**Stored items**

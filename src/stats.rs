use crate::date_range::days_between;
use crate::models::{CycleSummary, PeriodEntry, Statistics, DEFAULT_CYCLE_DAYS};

/// Compute average period and cycle length over the full history.
/// Input order does not matter and the slice is left untouched.
pub fn compute_statistics(history: &[PeriodEntry]) -> Statistics {
    if history.is_empty() {
        return Statistics::default();
    }

    let period_lengths: Vec<i64> = history.iter().filter_map(PeriodEntry::span_days).collect();
    let avg_period_days = rounded_mean(&period_lengths).unwrap_or(0);

    let cycle_lengths = cycle_lengths(history);
    let avg_cycle_days = rounded_mean(&cycle_lengths).unwrap_or(DEFAULT_CYCLE_DAYS);

    tracing::debug!(
        entries = history.len(),
        avg_period_days,
        avg_cycle_days,
        "computed cycle statistics"
    );

    Statistics {
        avg_period_days,
        avg_cycle_days,
    }
}

/// Overview of the history for list and stats screens.
pub fn cycle_summary(history: &[PeriodEntry]) -> CycleSummary {
    let cycle_lengths = cycle_lengths(history);
    let last = latest_entry(history);

    CycleSummary {
        total_entries: history.len(),
        shortest_cycle: cycle_lengths.iter().copied().min(),
        longest_cycle: cycle_lengths.iter().copied().max(),
        last_period_start: last.map(|e| e.start_date),
        last_period_end: last.and_then(|e| e.end_date),
    }
}

/// Entry with the latest start date. On ties the earliest in the slice wins.
pub fn latest_entry(history: &[PeriodEntry]) -> Option<&PeriodEntry> {
    history
        .iter()
        .reduce(|best, e| if e.start_date > best.start_date { e } else { best })
}

/// Gaps in days between consecutive period starts, chronologically.
fn cycle_lengths(history: &[PeriodEntry]) -> Vec<i64> {
    let mut sorted: Vec<&PeriodEntry> = history.iter().collect();
    sorted.sort_by_key(|e| e.start_date);

    sorted
        .windows(2)
        .map(|w| days_between(w[0].start_date, w[1].start_date))
        .collect()
}

/// Mean rounded half-up, `None` for an empty slice.
fn rounded_mean(values: &[i64]) -> Option<i64> {
    if values.is_empty() {
        return None;
    }
    let sum: i64 = values.iter().sum();
    let count = values.len() as i64;
    // floor(sum / count + 1/2) without going through floats
    Some((2 * sum + count).div_euclid(2 * count))
}
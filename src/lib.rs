//! Cycle statistics and prediction for a personal period tracker.
//!
//! All engine functions are pure: they take a snapshot of the recorded
//! history (plus the reference date where "today" matters) and return a
//! fresh result. [`HistoryStore`] is a small in-memory holder for that
//! history, for callers that do not bring their own.

pub mod calendar;
pub mod date_range;
pub mod models;
pub mod prediction;
pub mod stats;
pub mod store;

pub use calendar::build_marks;
pub use date_range::DateRange;
pub use models::{
    CalendarMarks, CycleSummary, DayMark, Fertility, MarkKind, PeriodEntry, Phase,
    PhaseProjection, PredictedWindow, Statistics, TrackerSettings, DEFAULT_CYCLE_DAYS,
    DEFAULT_HORIZON_CYCLES,
};
pub use prediction::{predict, predicted_windows, suggest_end_date};
pub use stats::{compute_statistics, cycle_summary, latest_entry};
pub use store::{validate_entry, EntryError, HistoryStore, StoreError};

**What is required**
Please state how many lines in the records above hold the word "collect", giving only the number.

**Exercise solution**
3